Do anaphylactic reactions always occur immediately or can they happen hours or days after exposure?

 

"Type I hypersensitivity is

"Type I hypersensitivity is also known as immediate or anaphylactic hypersensitivity. The reaction may involve skin (urticaria and eczema), eyes (conjunctivitis), nasopharynx (rhinorrhea, rhinitis), bronchopulmonary tissues (asthma) and gastrointestinal tract (gastroenteritis). The reaction may cause a range of symptoms from minor inconvenience to death. The reaction usually takes 15 - 30 minutes from the time of exposure to the antigen, although sometimes it may have a delayed onset (10 - 12 hours)."
http://pathmicro.med.sc.edu/ghaffar/hyper00.htm

"Symptoms of anaphylactic shock tend to develop rapidly although the initial presentation can be delayed and/or deceptively mild. The victim may become uneasy, upset and red in the face. They may also develop a rapid heartbeat, prickling and itchiness in the skin, throbbing in the ears, sneezing, coughing and difficulty breathing. Shock may then follow, in which blood vessels become leaky, blood pressure falls and the person becomes cold, clammy and faint."

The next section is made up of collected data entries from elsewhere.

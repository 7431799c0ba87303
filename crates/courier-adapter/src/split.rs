//! Outbound content is normalized into an ordered list of typed
//! send-intents instead of an adapter branching on raw
//! text/attachments/quick-replies/template combinations.
//!
//! Pure and synchronous — no I/O.

use courier_common::{Attachment, MsgOut, QuickReply, TemplateRef};

/// How an adapter wants attachments positioned relative to text parts.
#[derive(Debug, Clone, Copy, PartialEq, Eq)]
pub enum AttachmentPolicy {
    /// Each attachment becomes its own `MediaPart`, emitted before any text
    /// parts. The default.
    BeforeText,
    /// A single captionable attachment (image/video/audio) is bundled with
    /// the first text part as a caption instead of a separate part.
    AsCaption,
    /// Attachments are not emitted as separate parts; their URLs are
    /// appended to the last text part instead.
    AppendedAsUrls,
}

/// One unit of outbound content handed to an adapter's `Send`, after
/// splitting and attachment-policy resolution. Adapters dispatch each
/// intent separately rather than branching on raw `MsgOut` fields.
#[derive(Debug, Clone, PartialEq, Eq)]
pub enum SendIntent {
    TextPart(String),
    MediaPart(Attachment),
    CaptionedAttachment { attachment: Attachment, caption: String },
    InteractiveButtons { text: String, buttons: Vec<QuickReply> },
    InteractiveList { text: String, items: Vec<QuickReply> },
    Template(TemplateRef),
}

/// Policy inputs resolved once per adapter (or overridden per-channel via
/// `max_length`) and passed to `build_send_intents`.
#[derive(Debug, Clone)]
pub struct SplitterConfig {
    /// 0 means "emit the whole text as one part".
    pub max_msg_length: usize,
    pub attachment_policy: AttachmentPolicy,
    /// Use `InteractiveList` instead of `InteractiveButtons` once the
    /// quick-reply count exceeds this threshold (providers typically cap
    /// inline buttons at 3).
    pub list_threshold: usize,
}

impl Default for SplitterConfig {
    fn default() -> Self {
        Self { max_msg_length: 0, attachment_policy: AttachmentPolicy::BeforeText, list_threshold: 3 }
    }
}

/// Splits `text` into parts of at most `max_len` characters. `max_len == 0`
/// means "no splitting". Collapses runs of whitespace first, then prefers
/// the rightmost whitespace boundary at or before `max_len`; falls back to
/// a hard split on a `char` boundary (never mid-codepoint) when a single
/// word exceeds `max_len`.
pub fn split_text(text: &str, max_len: usize) -> Vec<String> {
    let collapsed = collapse_whitespace(text);
    if max_len == 0 || collapsed.chars().count() <= max_len {
        return if collapsed.is_empty() { Vec::new() } else { vec![collapsed] };
    }

    let mut parts = Vec::new();
    let chars: Vec<char> = collapsed.chars().collect();
    let mut start = 0;
    while start < chars.len() {
        let remaining = chars.len() - start;
        if remaining <= max_len {
            parts.push(chars[start..].iter().collect());
            break;
        }

        let window = &chars[start..start + max_len];
        let split_at = window.iter().rposition(|c| c.is_whitespace());
        let end = match split_at {
            Some(idx) if idx > 0 => start + idx,
            _ => start + max_len,
        };

        let part: String = chars[start..end].iter().collect();
        parts.push(part.trim_end().to_string());

        start = end;
        while start < chars.len() && chars[start].is_whitespace() {
            start += 1;
        }
    }
    parts.into_iter().filter(|p| !p.is_empty()).collect()
}

fn collapse_whitespace(text: &str) -> String {
    let mut out = String::with_capacity(text.len());
    let mut last_was_space = false;
    for c in text.trim().chars() {
        if c.is_whitespace() {
            if !last_was_space {
                out.push(' ');
            }
            last_was_space = true;
        } else {
            out.push(c);
            last_was_space = false;
        }
    }
    out
}

/// Builds the ordered send-intent list for `msg` per `config`.
pub fn build_send_intents(msg: &MsgOut, config: &SplitterConfig) -> Vec<SendIntent> {
    let max_len = msg
        .channel
        .max_length_override()
        .unwrap_or(config.max_msg_length);

    if let Some(template) = &msg.template {
        return vec![SendIntent::Template(template.clone())];
    }

    if !msg.quick_replies.is_empty() {
        let kind = if msg.quick_replies.len() > config.list_threshold {
            SendIntent::InteractiveList { text: msg.text.clone(), items: msg.quick_replies.clone() }
        } else {
            SendIntent::InteractiveButtons { text: msg.text.clone(), buttons: msg.quick_replies.clone() }
        };
        return vec![kind];
    }

    let text_parts: Vec<SendIntent> = split_text(&msg.text, max_len).into_iter().map(SendIntent::TextPart).collect();

    if msg.attachments.is_empty() {
        return text_parts;
    }

    match config.attachment_policy {
        AttachmentPolicy::BeforeText => {
            let mut intents: Vec<SendIntent> = msg.attachments.iter().cloned().map(SendIntent::MediaPart).collect();
            intents.extend(text_parts);
            intents
        }
        AttachmentPolicy::AsCaption => {
            if msg.attachments.len() == 1 && msg.attachments[0].is_captionable() && !msg.text.is_empty() {
                let mut intents = vec![SendIntent::CaptionedAttachment {
                    attachment: msg.attachments[0].clone(),
                    caption: msg.text.clone(),
                }];
                intents.extend(text_parts.into_iter().skip(1));
                intents
            } else {
                let mut intents: Vec<SendIntent> = msg.attachments.iter().cloned().map(SendIntent::MediaPart).collect();
                intents.extend(text_parts);
                intents
            }
        }
        AttachmentPolicy::AppendedAsUrls => {
            let urls: String = msg.attachments.iter().map(Attachment::as_wire_string).collect::<Vec<_>>().join(" ");
            if let Some(SendIntent::TextPart(last)) = text_parts.last() {
                let mut intents = text_parts[..text_parts.len() - 1].to_vec();
                intents.push(SendIntent::TextPart(format!("{last} {urls}").trim().to_string()));
                intents
            } else {
                vec![SendIntent::TextPart(urls)]
            }
        }
    }
}

#[cfg(test)]
mod tests {
    use super::*;
    use courier_common::{Channel, Urn};

    fn base_msg(text: &str) -> MsgOut {
        MsgOut {
            id: 1,
            channel: Channel::new("AC", "1234", "RW"),
            urn: Urn::tel("+250788383383"),
            text: text.to_string(),
            attachments: vec![],
            quick_replies: vec![],
            locale: None,
            template: None,
            created_at: chrono::Utc::now(),
        }
    }

    #[test]
    fn zero_max_length_emits_single_part() {
        let parts = split_text("hello world this is a long message", 0);
        assert_eq!(parts, vec!["hello world this is a long message"]);
    }

    #[test]
    fn splits_on_rightmost_whitespace_within_limit() {
        let parts = split_text("hello world foo bar baz", 12);
        for p in &parts {
            assert!(p.chars().count() <= 12, "part {p:?} exceeds limit");
        }
        assert_eq!(parts.join(" "), "hello world foo bar baz");
    }

    #[test]
    fn hard_splits_a_single_long_word() {
        let long_word = "a".repeat(20);
        let parts = split_text(&long_word, 8);
        assert_eq!(parts.len(), 3);
        assert_eq!(parts.concat(), long_word);
    }

    #[test]
    fn never_splits_mid_codepoint() {
        let text = "héllo wörld 日本語のテキスト";
        let parts = split_text(text, 5);
        for p in &parts {
            assert!(p.chars().count() <= 5);
        }
        // Reassembling (ignoring whitespace normalization) must not produce
        // replacement characters or panics — implicit via successful split.
        assert!(!parts.is_empty());
    }

    #[test]
    fn round_trip_after_whitespace_normalization() {
        let text = "  hello   world  ";
        let parts = split_text(text, 0);
        assert_eq!(parts[0], "hello world");
    }

    #[test]
    fn template_short_circuits_other_content() {
        let mut msg = base_msg("ignored");
        msg.template = Some(TemplateRef { name: "welcome".into(), variables: vec!["Alice".into()] });
        let intents = build_send_intents(&msg, &SplitterConfig::default());
        assert_eq!(intents, vec![SendIntent::Template(msg.template.clone().unwrap())]);
    }

    #[test]
    fn quick_replies_become_interactive_buttons_under_threshold() {
        let mut msg = base_msg("Pick one");
        msg.quick_replies = vec![QuickReply { label: "Yes".into(), extra: None }, QuickReply { label: "No".into(), extra: None }];
        let intents = build_send_intents(&msg, &SplitterConfig::default());
        assert_eq!(intents.len(), 1);
        assert!(matches!(intents[0], SendIntent::InteractiveButtons { .. }));
    }

    #[test]
    fn attachments_before_text_is_default_ordering() {
        let mut msg = base_msg("caption text");
        msg.attachments = vec![Attachment::new("image/png", "https://example.com/a.png")];
        let intents = build_send_intents(&msg, &SplitterConfig::default());
        assert!(matches!(intents[0], SendIntent::MediaPart(_)));
        assert!(matches!(intents[1], SendIntent::TextPart(_)));
    }

    #[test]
    fn as_caption_bundles_single_captionable_attachment_with_text() {
        let mut msg = base_msg("look at this");
        msg.attachments = vec![Attachment::new("image/png", "https://example.com/a.png")];
        let config = SplitterConfig { attachment_policy: AttachmentPolicy::AsCaption, ..Default::default() };
        let intents = build_send_intents(&msg, &config);
        assert_eq!(intents.len(), 1);
        assert!(matches!(intents[0], SendIntent::CaptionedAttachment { .. }));
    }

    #[test]
    fn appended_as_urls_joins_attachment_urls_onto_last_text_part() {
        let mut msg = base_msg("check this out");
        msg.attachments = vec![Attachment::new("image/png", "https://example.com/a.png")];
        let config = SplitterConfig { attachment_policy: AttachmentPolicy::AppendedAsUrls, ..Default::default() };
        let intents = build_send_intents(&msg, &config);
        assert_eq!(intents.len(), 1);
        match &intents[0] {
            SendIntent::TextPart(t) => assert!(t.contains("example.com/a.png")),
            other => panic!("expected TextPart, got {other:?}"),
        }
    }
}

http://www.anaphylaxis.org/content/whatis/anaphylaxis_is.asp

"In a paper published in the February 2009 Journal of Allergy and Clinical Immunology, UVA researchers describe a novel and severe allergic response, which they call delayed anaphylactic shock. The reaction occurs three to six hours after patients eat beef, pork or lamb. Symptoms begin with itching that intensifies as hives develop on the skin's outer and deeper layers. Itching quickly escalates to swelling, intestinal irritation and the alarming, life-threatening symptoms of anaphylaxis: airway constriction, chaotic heart beat, a rapid drop in blood pressure and loss of consciousness.
""Our conventional understanding is that anaphylaxis happens within seconds or minutes of exposure. The notion that it can be delayed for several hours is a paradigm altering discovery," says senior study investigator, Thomas Platts-Mills, M.D., Ph.D., Professor of Medicine and Microbiology at UVA and head of the Division of Allergy and Clinical Immunology."
"...The UVA study yielded other paradigm-challenging findings. First, the allergist's key diagnostic tool, the skin prick test, proved ineffective in detecting red meat allergy in study patients. (As part of the UVA research effort, Commins developed a skin testing technique to identify this allergy.) Second, most patients began experiencing symptoms as adults, defying the common belief that food allergies rarely develop after childhood."